Dan Phillips's signature

09 May 2012

BoB2012 - How the Other Half Lives

by Frank Turk

UPDATED:

OK - you came here for the fireworks, but there are a couple of things I need you to do before you start playing John Phillips Sousa for the Grand Old Flag.

1. A young friend of our family, who is named "Daniel," is going into surgery on Thursday, 9 May 2012, at about 5 AM, to have a pacemaker put in; his surgery is postponed one week.  When I say "young," I mean he's not old enough to drive.  Please pray for Daniel and his family, his doctor and the support staff, and that God will be merciful.

2. My beloved friend Mark Lamprecht, known to many of you as "Here I Blog," has a friend who is in dire need of medical treatments he cannot afford.  I haven't been given the liberty to share all the details, but I can say that Mark and I are trying to find a way to create a donation campaign for this fellow who is a father and a husband in order that he gets the minimum urgent care he needs, which will be about $12,000 to start.  Until I can find a way to make the donations payable to this fellow's church so that we know the funds will be property administered, I'm not linking to a donation site.  But for now, if you would be in very serious prayer for this man and his family, it would serve them well.

Well, I find myself with a LOT left to say after cutting some slack on section 2 of the outline last week, but I'm going to rein it in (a little) and stick to one last bit of what's left of the BoB2012 panel discussion, which we find thus:
[30:19]
JT:I think the one with [Jefferson Bethke], who is here someplace, I think that one was in some ways an easier thing because Jefferson does not represent a movement per se.  He's an individual person doing a video and received some, you know, hurtful comments, and also some iron sharpening iron push back.  I think that's in a little bit different category that, say, some of the controversy  with Sovereign Grace, or with Elephant Room.  Um, so much to say, about both those that could be said.  I take a little bit of a contrarian perspective on both of those in that there is so much dialog going on behind the scenes that not everyone is privy to.  Take Elephant Room as an example: There was just a lot of conversation going on behind closed doors, private communication, and some of the people in the blogosphere were saying, y'know, "why isn't TGC saying more?  Why isn't Carson or Keller saying more?"  I think if you're not privy to those conversations, it can seem like stone-walling or sweeping something under the carpet, and y'know, why aren't we being communicated to.  Some of that is that we're conditioned to, when there's information, it should be made public.
 
OWEN: Immediately.  Now. 
JT: And I think in the Sovereign Grace one, which I think is its own animal, very complicated, but there you have an example with uh, the wiki-leaks sort of mentality and strategy among some people who had left the movement, some who were still in it, just saying, "That's not good enough, we're gonna take this into our own hands.  We're gonna go public, make documents public, nothing's off limits."  There's literally no ethics involved.
[32:20]
The reason for it, to be as clear as possible, is that I think there's something to be said in defense of David Kjos' sparse review of the panel in which he said:
The debacle of the Elephant Room, according to the representatives of The Gospel Coalition on the Band of Bloggers panel, was the objections of numerous bloggers, and the criticism of The Gospel Coalition, of which MacDonald was a founding member, for its silence on the matter. We were scolded for expressing opinions without being privy to the inside discussions of The Gospel Coalition, as if that was at all necessary, as if T. D. Jakes was an unknown quantity instead of a public figure whose heresy is well known through multiple publications. Bottom line: if you’re not on the inside, you’re not qualified to speak.
Justin Taylor specifically said that this is a bad distortion of what he personally said, and I want to consider that as well as a further issue regarding the problem of transparency and disclosure overall.

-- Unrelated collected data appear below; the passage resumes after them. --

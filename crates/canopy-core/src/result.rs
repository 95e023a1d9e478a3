//! Scan result container.

use std::collections::HashMap;
use std::path::PathBuf;
use std::time::Duration;

use chrono::{DateTime, Utc};
use serde::{Deserialize, Serialize};

use crate::classify::TypeBreakdown;
use crate::config::ScanId;
use crate::error::ScanWarning;
use crate::node::{FileStats, FolderStats, NodeId};

/// Complete, internally consistent outcome of a scan.
#[derive(Debug, Clone, Serialize, Deserialize)]
pub struct ScanResult {
    /// Scan this result belongs to.
    pub scan_id: ScanId,

    /// Canonical root path that was scanned.
    pub root_path: PathBuf,

    /// Id of the root folder in `folders`.
    pub root_id: NodeId,

    /// When this result was produced.
    pub generated_at: DateTime<Utc>,

    /// Wall-clock duration of the scan.
    pub scan_duration: Duration,

    /// Every folder, flattened. Order carries no meaning; parent/child ids do.
    pub folders: Vec<FolderStats>,

    /// Equal to the root folder's total size.
    pub total_size: u64,

    /// Equal to the root folder's file count.
    pub total_file_count: u64,

    /// Per-file records, present only when requested.
    #[serde(default, skip_serializing_if = "Option::is_none")]
    pub files: Option<Vec<FileStats>>,

    /// Entries skipped because they could not be read.
    #[serde(default)]
    pub warnings: Vec<ScanWarning>,
}

impl ScanResult {
    /// Look up a folder by id.
    pub fn folder(&self, id: NodeId) -> Option<&FolderStats> {
        self.folders.iter().find(|f| f.id == id)
    }

    /// The root folder.
    pub fn root(&self) -> Option<&FolderStats> {
        self.folder(self.root_id)
    }

    /// Immediate child folders of `id`, in listing order.
    pub fn children(&self, id: NodeId) -> Vec<&FolderStats> {
        let index = self.index();
        self.folder(id)
            .map(|parent| {
                parent
                    .children_ids
                    .iter()
                    .filter_map(|child| index.get(child).map(|&i| &self.folders[i]))
                    .collect()
            })
            .unwrap_or_default()
    }

    /// Map from folder id to position in `folders`.
    pub fn index(&self) -> HashMap<NodeId, usize> {
        self.folders
            .iter()
            .enumerate()
            .map(|(i, f)| (f.id, i))
            .collect()
    }

    /// Per-category totals for the whole scan.
    pub fn category_totals(&self) -> TypeBreakdown {
        self.root().map(|r| r.type_breakdown).unwrap_or_default()
    }

    pub fn folder_count(&self) -> usize {
        self.folders.len()
    }

    /// Check if there were any warnings during scanning.
    pub fn has_warnings(&self) -> bool {
        !self.warnings.is_empty()
    }
}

Let's start where Justin starts: the Jeff Bethke incident which, as he rightly assesses, is an "easier thing".  But Justin's assessment is that it was easier because Young Jefferson is just a guy with a YouTube channel.


That is: a YouTube Channel that has received 20 million pageviews.  Just for comparison sake, "David after Dentist" has 110 million views in 3 years; Jeff has 20% of that in 4 months.  At this rate Jeff's video will have 100 million views by next summer and will be parodied by Chad Vader before the Fall.

My point being: Justin classes Jeff and his video as "just a guy," when in fact Jeff has captured more viewers than any one time Mark Driscoll has been on national TV.  Justin's view is an understatement at best -- and it minimizes what followed.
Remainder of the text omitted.